(Extracted information)
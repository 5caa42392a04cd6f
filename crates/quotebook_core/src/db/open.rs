//! Connection bootstrap for the snapshot database.
//!
//! # Invariants
//! - Returned connections have migrations fully applied.
//! - Every open emits one `db_open` start event and one ok/error event.

use super::migrations::apply_migrations;
use super::DbResult;
use log::{error, info};
use rusqlite::Connection;
use std::path::Path;
use std::time::{Duration, Instant};

const BUSY_TIMEOUT: Duration = Duration::from_secs(5);

/// Opens (or creates) a snapshot database file and applies pending migrations.
pub fn open_db(path: impl AsRef<Path>) -> DbResult<Connection> {
    open_with("file", || Connection::open(path))
}

/// Opens an in-memory snapshot database. Contents die with the connection.
pub fn open_db_in_memory() -> DbResult<Connection> {
    open_with("memory", Connection::open_in_memory)
}

fn open_with(
    mode: &'static str,
    connect: impl FnOnce() -> rusqlite::Result<Connection>,
) -> DbResult<Connection> {
    let started_at = Instant::now();
    info!("event=db_open module=db status=start mode={mode}");

    let mut conn = match connect() {
        Ok(conn) => conn,
        Err(err) => {
            error!(
                "event=db_open module=db status=error mode={mode} duration_ms={} error_code=db_open_failed error={}",
                started_at.elapsed().as_millis(),
                err
            );
            return Err(err.into());
        }
    };

    match bootstrap_connection(&mut conn) {
        Ok(()) => {
            info!(
                "event=db_open module=db status=ok mode={mode} duration_ms={}",
                started_at.elapsed().as_millis()
            );
            Ok(conn)
        }
        Err(err) => {
            error!(
                "event=db_open module=db status=error mode={mode} duration_ms={} error_code={} error={}",
                started_at.elapsed().as_millis(),
                err.code(),
                err
            );
            Err(err)
        }
    }
}

fn bootstrap_connection(conn: &mut Connection) -> DbResult<()> {
    conn.busy_timeout(BUSY_TIMEOUT)?;
    apply_migrations(conn)?;
    Ok(())
}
(End Extracted information)
• [What you have to do]: Output only the lines running from the line with "connect: impl FnOnce()" through the final line of the data, inclusive.

• [Solution]:
    connect: impl FnOnce() -> rusqlite::Result<Connection>,
) -> DbResult<Connection> {
    let started_at = Instant::now();
    info!("event=db_open module=db status=start mode={mode}");

    let mut conn = match connect() {
        Ok(conn) => conn,
        Err(err) => {
            error!(
                "event=db_open module=db status=error mode={mode} duration_ms={} error_code=db_open_failed error={}",
                started_at.elapsed().as_millis(),
                err
            );
            return Err(err.into());
        }
    };

    match bootstrap_connection(&mut conn) {
        Ok(()) => {
            info!(
                "event=db_open module=db status=ok mode={mode} duration_ms={}",
                started_at.elapsed().as_millis()
            );
            Ok(conn)
        }
        Err(err) => {
            error!(
                "event=db_open module=db status=error mode={mode} duration_ms={} error_code={} error={}",
                started_at.elapsed().as_millis(),
                err.code(),
                err
            );
            Err(err)
        }
    }
}

fn bootstrap_connection(conn: &mut Connection) -> DbResult<()> {
    conn.busy_timeout(BUSY_TIMEOUT)?;
    apply_migrations(conn)?;
    Ok(())
}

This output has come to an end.